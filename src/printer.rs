//! Functional-notation rendering of expressions and values, e.g.
//! `Match(Index("users_by_name"), "alice")`. Diagnostics only; the wire format
//! is JSON.

use std::collections::BTreeMap;
use std::fmt::{self, Display, Formatter, Write};

use crate::expr::{Call, Expr, Pattern};
use crate::ops::Param;
use crate::values::{Bytes, FaunaDate, FaunaTime, QueryValue, Ref, SetRef, Value};

impl Display for Expr {
  fn fmt(&self, f: &mut Formatter<'_>) -> fmt::Result {
    match self {
      Expr::Null => f.write_str("null"),
      Expr::Bool(b) => write!(f, "{}", b),
      Expr::Number(n) => write!(f, "{}", n),
      Expr::String(s) => write_quoted(f, s),
      Expr::Array(items) => write_list(f, "[", items, "]"),
      Expr::Object(fields) => write_object(f, fields),
      Expr::Value(value) => write!(f, "{}", value),
      Expr::Var(name) => {
        f.write_str("Var(")?;
        write_quoted(f, name)?;
        f.write_str(")")
      }
      Expr::Lambda { params, body } => write!(f, "Lambda({}, {})", params, body),
      Expr::Let { bindings, body } => {
        f.write_str("Let({")?;
        for (i, (name, value)) in bindings.iter().enumerate() {
          if i > 0 {
            f.write_str(", ")?;
          }
          write_key(f, name)?;
          write!(f, ": {}", value)?;
        }
        write!(f, "}}, {})", body)
      }
      Expr::Call(call) => write!(f, "{}", call),
    }
  }
}

impl Display for Call {
  fn fmt(&self, f: &mut Formatter<'_>) -> fmt::Result {
    let spec = self.op().spec();
    let mut args: Vec<String> = Vec::new();
    let mut options: Option<(usize, BTreeMap<&str, &Expr>)> = None;

    for (key, value) in self.fields() {
      match spec.param(key) {
        Some(Param::Named(_)) => {
          let at = args.len();
          options.get_or_insert_with(|| (at, BTreeMap::new())).1.insert(*key, value);
        }
        Some(Param::Optional(_)) if value.is_null() => {}
        Some(p) if p.is_variadic() => match value {
          Expr::Array(items) => args.extend(items.iter().map(ToString::to_string)),
          single => args.push(single.to_string()),
        },
        _ => args.push(value.to_string()),
      }
    }

    if let Some((at, opts)) = options {
      let mut rendered = String::from("{");
      for (i, (key, value)) in opts.iter().enumerate() {
        if i > 0 {
          rendered.push_str(", ");
        }
        write!(rendered, "{}: {}", key, value)?;
      }
      rendered.push('}');
      args.insert(at, rendered);
    }

    write!(f, "{}({})", spec.name, args.join(", "))
  }
}

impl Display for Pattern {
  fn fmt(&self, f: &mut Formatter<'_>) -> fmt::Result {
    match self {
      Pattern::Name(name) => write_quoted(f, name),
      Pattern::Array(items) => write_list(f, "[", items, "]"),
      Pattern::Object(fields) => write_object(f, fields),
    }
  }
}

impl Display for Value {
  fn fmt(&self, f: &mut Formatter<'_>) -> fmt::Result {
    match self {
      Value::Null => f.write_str("null"),
      Value::Bool(b) => write!(f, "{}", b),
      Value::Number(n) => write!(f, "{}", n),
      Value::String(s) => write_quoted(f, s),
      Value::Array(items) => write_list(f, "[", items, "]"),
      Value::Object(fields) => write_object(f, fields),
      Value::Ref(r) => write!(f, "{}", r),
      Value::Set(s) => write!(f, "{}", s),
      Value::Time(t) => write!(f, "{}", t),
      Value::Date(d) => write!(f, "{}", d),
      Value::Bytes(b) => write!(f, "{}", b),
      Value::Query(q) => write!(f, "{}", q),
    }
  }
}

impl Display for Ref {
  fn fmt(&self, f: &mut Formatter<'_>) -> fmt::Result {
    let Some(collection) = self.collection() else {
      let Some(native) = self.native() else {
        f.write_str("Ref(")?;
        write_quoted(f, self.id())?;
        return f.write_str(")");
      };
      return match self.database() {
        Some(db) => write!(f, "{}({})", native.plural_name(), db),
        None => write!(f, "{}()", native.plural_name()),
      };
    };

    if let Some(name) = collection.native().and_then(|n| n.singular_name()) {
      write!(f, "{}(", name)?;
      write_quoted(f, self.id())?;
      if let Some(db) = self.database() {
        write!(f, ", {}", db)?;
      }
      return f.write_str(")");
    }

    write!(f, "Ref({}, ", collection)?;
    write_quoted(f, self.id())?;
    f.write_str(")")
  }
}

impl Display for SetRef {
  fn fmt(&self, f: &mut Formatter<'_>) -> fmt::Result {
    write!(f, "SetRef({})", Expr::from_wire(self.value()))
  }
}

impl Display for QueryValue {
  fn fmt(&self, f: &mut Formatter<'_>) -> fmt::Result {
    write!(f, "Query({})", Expr::from_wire(self.value()))
  }
}

impl Display for FaunaTime {
  fn fmt(&self, f: &mut Formatter<'_>) -> fmt::Result {
    f.write_str("Time(")?;
    write_quoted(f, self.as_str())?;
    f.write_str(")")
  }
}

impl Display for FaunaDate {
  fn fmt(&self, f: &mut Formatter<'_>) -> fmt::Result {
    f.write_str("Date(")?;
    write_quoted(f, self.as_str())?;
    f.write_str(")")
  }
}

impl Display for Bytes {
  fn fmt(&self, f: &mut Formatter<'_>) -> fmt::Result {
    f.write_str("Bytes(")?;
    write_quoted(f, &self.to_base64())?;
    f.write_str(")")
  }
}

fn write_quoted(f: &mut Formatter<'_>, s: &str) -> fmt::Result {
  match serde_json::to_string(s) {
    Ok(quoted) => f.write_str(&quoted),
    Err(_) => Err(fmt::Error),
  }
}

// Identifier-like keys print bare, anything else quoted.
fn write_key(f: &mut Formatter<'_>, key: &str) -> fmt::Result {
  let mut chars = key.chars();
  let bare = chars
    .next()
    .is_some_and(|c| c.is_ascii_alphabetic() || c == '_')
    && chars.all(|c| c.is_ascii_alphanumeric() || c == '_');
  if bare {
    f.write_str(key)
  } else {
    write_quoted(f, key)
  }
}

fn write_list<T: Display>(f: &mut Formatter<'_>, open: &str, items: &[T], close: &str) -> fmt::Result {
  f.write_str(open)?;
  for (i, item) in items.iter().enumerate() {
    if i > 0 {
      f.write_str(", ")?;
    }
    write!(f, "{}", item)?;
  }
  f.write_str(close)
}

fn write_object<T: Display>(f: &mut Formatter<'_>, fields: &BTreeMap<String, T>) -> fmt::Result {
  f.write_str("{")?;
  for (i, (key, value)) in fields.iter().enumerate() {
    if i > 0 {
      f.write_str(", ")?;
    }
    write_key(f, key)?;
    write!(f, ": {}", value)?;
  }
  f.write_str("}")
}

> Assigned task: Your task is to restate, word for word, the lines from the beginning of the records to the line with "write_quoted(f, name)?;", inclusive.

> Output:
filename src/printer.rs
//! Functional-notation rendering of expressions and values, e.g.
//! `Match(Index("users_by_name"), "alice")`. Diagnostics only; the wire format
//! is JSON.

use std::collections::BTreeMap;
use std::fmt::{self, Display, Formatter, Write};

use crate::expr::{Call, Expr, Pattern};
use crate::ops::Param;
use crate::values::{Bytes, FaunaDate, FaunaTime, QueryValue, Ref, SetRef, Value};

impl Display for Expr {
  fn fmt(&self, f: &mut Formatter<'_>) -> fmt::Result {
    match self {
      Expr::Null => f.write_str("null"),
      Expr::Bool(b) => write!(f, "{}", b),
      Expr::Number(n) => write!(f, "{}", n),
      Expr::String(s) => write_quoted(f, s),
      Expr::Array(items) => write_list(f, "[", items, "]"),
      Expr::Object(fields) => write_object(f, fields),
      Expr::Value(value) => write!(f, "{}", value),
      Expr::Var(name) => {
        f.write_str("Var(")?;
        write_quoted(f, name)?;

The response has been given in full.